LLM training is significant not so much for the knowledge it directly encodes, but rather for implications that get encoded in the process. That’s why you need so much of it to arrive at “emergent behavior”. Each statement is a CT beam sensed through the entirety of human cultural knowledge as a one dimensional sample. You need a lot of point data to make a slice, and a lot of slices to get close to an image…. But in the end you capture a facsimile of the human cultural information space, which encodes a great deal of human experience.

The resulting lookup table is an algorithmic representation of human culture, capable of tracing a facsimile of “human” output for each input.

This understanding has helped me a great deal to understand and accurately model the strengths and weaknesses of the technology, and to understand where its application will be effective and where it will have poor utility.

Maybe it will be similarly useful to others, at least as an interim way of modeling LLM applicability until a better scaffolding comes along.

  • talkingtab 2 days ago

    Interesting thoughts.
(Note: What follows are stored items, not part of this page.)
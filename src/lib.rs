//! Orchestration core for an adaptive language-learning hub.
//!
//! Owns the single shared learning-profile document and everything that
//! mutates it: a debounced synchronizer against a remote per-user store,
//! drill-style activity state machines, a conversational tutor session, and
//! the boundary traits for the external collaborators (profile store, auth
//! provider, generation model, speech). The UI shell renders snapshots and
//! calls into these types; it holds no business logic of its own.

pub mod activity;
pub mod auth;
pub mod chat;
pub mod config;
pub mod notify;
pub mod plan;
pub mod speech;
pub mod store;
pub mod sync;
pub mod tutor;
pub mod types;

pub use config::HubConfig;
pub use notify::{Notification, Notifier, Severity};
pub use sync::ProfileSync;
pub use types::{LearningProfile, UserLevel};

/// Install a global tracing subscriber reading `RUST_LOG`, defaulting to
/// info-level output for this crate.
pub fn init_tracing() {
    use tracing_subscriber::EnvFilter;

    let filter = EnvFilter::try_from_default_env()
        .unwrap_or_else(|_| EnvFilter::new("linguahub=info"));
    tracing_subscriber::fmt()
        .with_env_filter(filter)
        .with_target(false)
        .init();
}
Thanks. As for your statement: "That the outputs of LLMs are frequently useful is the surprising thing that is worth investigating". In my view the hallucinations are just as interesting.

    Certainly in human society the "hallucinations" are revealing. In my extremely unpopular opinion much of the political discussion in the US is hallucinatory. I am one of those people the New York Time called a "double hater" because I found neither of presidential candidate even remotely acceptable.

    So perhaps if we understood LLM hallucinations we could then understand our own? Not saying I'm right, but not saying I'm wrong either. And in the case that we are suffering a mass hallucination, can we detect it and correct it?